Thank you this explanation makes a lot of sense. I did try to lower the define suggested but it didn’t make a lot of difference in my tests.

Is the delayed dealloc queue taken into account when it comes to scheduler work allocation?

2 Likes

There is no logic that specifically takes it into account, but since almost all of the scheduler balancing is done through work-stealing I think that it should balance itself out.

3 Likes

Thank you. Looks like there isn’t much else we can do at this point. :slight_smile:

I might have to start thinking about alternative designs for the Ra log storage system that don’t use ETS for short lived high-throughput “memtables”.

2 Likes

If you have a small example that I could run I may have some time to have a look and see if I can find something.

2 Likes

That’d be great if you have time, thank you. This is what I do to test:

Using the Ra repo with the wal-micro-optimisations branch: GitHub - rabbitmq/ra at wal-micro-optimisations

make shell SHELL_OPTS="-sname n1"

And in another shell:

make shell SHELL_OPTS="-sname load +S 2"

In the second shell run something like:

    ra_bench:run(#{data_size => 256,degree => 5,name => t1,
                   nodes => [n1@crake],
                   pipe => 1000,seconds => 60,target => 80000}).
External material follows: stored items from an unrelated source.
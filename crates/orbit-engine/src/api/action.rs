//! Activation callbacks and the requests they may make.
//!
//! Callbacks never touch the scene directly. They receive an
//! [`ActionContext`], record what they want (a room switch, a panel, a raw
//! event) and the scene applies it after the callback returns.

use std::fmt;

use crate::api::types::{EventKind, SceneEvent, TargetRef};

/// Side effects requested by an activation callback.
#[derive(Debug, Default)]
pub struct ActionContext {
    events: Vec<SceneEvent>,
    room_request: Option<usize>,
    palette: Option<usize>,
}

impl ActionContext {
    pub fn new() -> Self {
        Self::default()
    }

    /// Context for a target activation; panels opened from it carry the
    /// target's palette so the page can tint the landing background.
    pub fn for_palette(palette: usize) -> Self {
        Self {
            palette: Some(palette),
            ..Self::default()
        }
    }

    /// Ask the scene to make `room` active. The last request wins.
    pub fn switch_room(&mut self, room: usize) {
        self.room_request = Some(room);
    }

    /// Ask the page to open content panel `panel`.
    pub fn open_panel(&mut self, panel: u32) {
        let palette = self.palette.map_or(-1.0, |p| p as f32);
        self.events
            .push(SceneEvent::new(EventKind::OpenPanel, panel as f32, palette, 0.0));
    }

    pub fn room_request(&self) -> Option<usize> {
        self.room_request
    }

    pub fn events(&self) -> &[SceneEvent] {
        &self.events
    }

    /// Split into the recorded events and the room request.
    pub fn into_parts(self) -> (Vec<SceneEvent>, Option<usize>) {
        (self.events, self.room_request)
    }
}

/// A target's activation callback. Invoked once per completed arrival.
pub type Action = Box<dyn FnMut(&mut ActionContext)>;

/// What runs once a flight's camera hold has elapsed.
pub enum Arrival {
    /// Run the activation callback of a registered target.
    Activate(TargetRef),
    /// Run a one-off callback.
    Callback(Box<dyn FnOnce(&mut ActionContext)>),
    /// Arrive without side effects.
    Nothing,
}

impl Arrival {
    pub fn callback(f: impl FnOnce(&mut ActionContext) + 'static) -> Self {
        Arrival::Callback(Box::new(f))
    }

    pub fn target(&self) -> Option<TargetRef> {
        match self {
            Arrival::Activate(target) => Some(*target),
            _ => None,
        }
    }
}

impl fmt::Debug for Arrival {
    fn fmt(&self, f: &mut fmt::Formatter<'_>) -> fmt::Result {
        match self {
            Arrival::Activate(target) => f.debug_tuple("Activate").field(target).finish(),
            Arrival::Callback(_) => f.write_str("Callback(..)"),
            Arrival::Nothing => f.write_str("Nothing"),
        }
    }
}

#[cfg(test)]
mod tests {
    use super::*;

    #[test]
    fn last_room_request_wins() {
        let mut ctx = ActionContext::new();
        ctx.switch_room(1);
        ctx.switch_room(0);
        assert_eq!(ctx.room_request(), Some(0));
    }

    #[test]
    fn open_panel_carries_palette() {
        let mut ctx = ActionContext::for_palette(3);
        ctx.open_panel(2);
        let ev = ctx.events()[0];
        assert!(ev.is(EventKind::OpenPanel));
        assert_eq!(ev.a, 2.0);
        assert_eq!(ev.b, 3.0);

        let mut bare = ActionContext::new();
        bare.open_panel(1);
        assert_eq!(bare.events()[0].b, -1.0);
    }

    #[test]
    fn arrival_debug_hides_closures() {
        let a = Arrival::callback(|_| {});
        assert_eq!(format!("{:?}", a), "Callback(..)");
        let b = Arrival::Activate(TargetRef::new(0, 2));
        assert_eq!(b.target(), Some(TargetRef::new(0, 2)));
    }
}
And it should print the per second throughput out with regular dips:

starting servers on [n1@crake]
running bench mark...
ops/sec: 0
ops/sec: 129469
ops/sec: 127126
ops/sec: 129561
ops/sec: 127812
ops/sec: 105128
ops/sec: 104825
ops/sec: 124298
ops/sec: 124309
ops/sec: 128994
ops/sec: 122312
ops/sec: 93287 <-----
ops/sec: 126074
ops/sec: 127410
ops/sec: 123817
ops/sec: 128338
ops/sec: 95049 <----
ops/sec: 104934
ops/sec: 124760
ops/sec: 123884
ops/sec: 128272
ops/sec: 117145
ops/sec: 89406 <---
ops/sec: 129459
ops/sec: 127410
ops/sec: 126524

2 Likes

I did some quick digging and it seems like my hypothesis regarding delated de-alloc is correct. When running perf just as the ets:delete happens there is a lot of handle_delayed_dealloc calls happening.

The number of ops/sec that I got fluctuated a lot more than what you have in your example though, so not sure if I would draw too many conclusions from my tests.

3 Likes

Thank you for testing this. There are many other variables, disk speeds etc that affect the throughput variability apart from the ets:delete/1 but on my system I can’t see anything else poke out obviously.
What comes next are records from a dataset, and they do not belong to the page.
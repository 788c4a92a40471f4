//! Interactive targets ("planets") and the rooms that group them.

use std::fmt;

use glam::Vec2;

use crate::api::action::{Action, ActionContext};
use crate::api::types::WarpTheme;
use crate::core::viewport::{Percent, Viewport};
use crate::systems::decor::BeltSpec;

/// RGBA colour, components in 0..1.
#[derive(Debug, Clone, Copy, PartialEq)]
pub struct Color {
    pub r: f32,
    pub g: f32,
    pub b: f32,
    pub a: f32,
}

impl Color {
    pub const WHITE: Color = Color::new(1.0, 1.0, 1.0, 1.0);

    pub const fn new(r: f32, g: f32, b: f32, a: f32) -> Self {
        Self { r, g, b, a }
    }

    /// Create a fully opaque colour from RGB u8 values.
    pub fn rgb8(r: u8, g: u8, b: u8) -> Self {
        Self::new(r as f32 / 255.0, g as f32 / 255.0, b as f32 / 255.0, 1.0)
    }

    pub fn with_alpha(self, a: f32) -> Self {
        Self { a, ..self }
    }
}

/// Visual theme of a planet.
#[derive(Debug, Clone, Copy, PartialEq)]
pub struct Palette {
    /// Index the page uses to look up its own copy of the palette.
    pub id: u32,
    pub base: Color,
    pub shade: Color,
    pub highlight: Color,
    pub glow: Color,
    /// Decorative ring colour, if the palette has a ring.
    pub ring: Option<Color>,
}

/// A clickable planet bound to an activation callback.
pub struct Target {
    pub name: String,
    pub label: String,
    /// Centre in percent of the viewport. Re-projected on every use.
    pub pos: Percent,
    pub radius: f32,
    pub palette: Palette,
    pub warp: Option<WarpTheme>,
    pub belt: Option<BeltSpec>,
    action: Option<Action>,
}

impl Target {
    pub const RING_TILT: f32 = -0.22;

    pub fn new(name: impl Into<String>, pos: Percent, radius: f32, palette: Palette) -> Self {
        Self {
            name: name.into(),
            label: String::new(),
            pos,
            radius,
            palette,
            warp: None,
            belt: None,
            action: None,
        }
    }

    pub fn with_label(mut self, label: impl Into<String>) -> Self {
        self.label = label.into();
        self
    }

    pub fn with_warp(mut self, theme: WarpTheme) -> Self {
        self.warp = Some(theme);
        self
    }

    pub fn with_belt(mut self, belt: BeltSpec) -> Self {
        self.belt = Some(belt);
        self
    }

    pub fn with_action(mut self, action: impl FnMut(&mut ActionContext) + 'static) -> Self {
        self.action = Some(Box::new(action));
        self
    }

    /// Pixel centre for the given viewport.
    pub fn center(&self, viewport: &Viewport) -> Vec2 {
        viewport.to_px(self.pos)
    }

    pub fn warp_theme(&self) -> WarpTheme {
        self.warp.unwrap_or_default()
    }

    pub fn has_ring(&self) -> bool {
        self.palette.ring.is_some()
    }

    /// Run the activation callback. Targets without one do nothing.
    pub fn activate(&mut self, ctx: &mut ActionContext) {
        if let Some(action) = self.action.as_mut() {
            action(ctx);
        }
    }
}

impl fmt::Debug for Target {
    fn fmt(&self, f: &mut fmt::Formatter<'_>) -> fmt::Result {
        f.debug_struct("Target")
            .field("name", &self.name)
            .field("label", &self.label)
            .field("pos", &self.pos)
            .field("radius", &self.radius)
            .field("palette", &self.palette.id)
            .field("warp", &self.warp)
            .field("belt", &self.belt)
            .field("has_action", &self.action.is_some())
            .finish()
    }
}

/// Ordered group of targets. Exactly one room is active at a time.
#[derive(Debug, Default)]
pub struct Room {
    pub targets: Vec<Target>,
}

impl Room {
    pub fn new(targets: Vec<Target>) -> Self {
        Self { targets }
    }
}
If you think if anything else we could try to mitigate the impact of this I’m all ears!

Ha en bra helg

1 Like

I talked a bit with the team and we don’t have any great suggestions about how to solve this. There is a lot of work that needs to be done when deallocating such a large table.

Some ideas that may not work for you are:

  1. Make the table smaller… smaller table means less work to be done at once
  2. Make the binary into a list, will halve the number of deallocation, but use more memory. (You could also split the binary into 63 bytes chunks if that is better…).
  3. Create a process using a min_heap_size that can fit the cache. Though you still will get the deallocations for the binaries, unless you combine this with suggestion 2.
  4. Bind the process doing ets:insert and ets:delete to a scheduler using the undocumented and unsupported spawn_opt(M,F,A,[{scheduler,1}]). I don’t really recommend doing this, as it may have other nasty side effects, but could be fun to try and see if it helps.

Hard to know if any of them could work for you.

4 Likes

Thanks for remembering I asked about this and bringing it up.

We do play around with smaller tables and it does help a bit but there is another tradeoff in play as well where we don’t want the tables to get too small as then we may end up with greater than necessary write amplification in Ra.

As terms used in Ra is dependent on the machine implementation there isn’t that much we can do w.r.t changing the format of the data.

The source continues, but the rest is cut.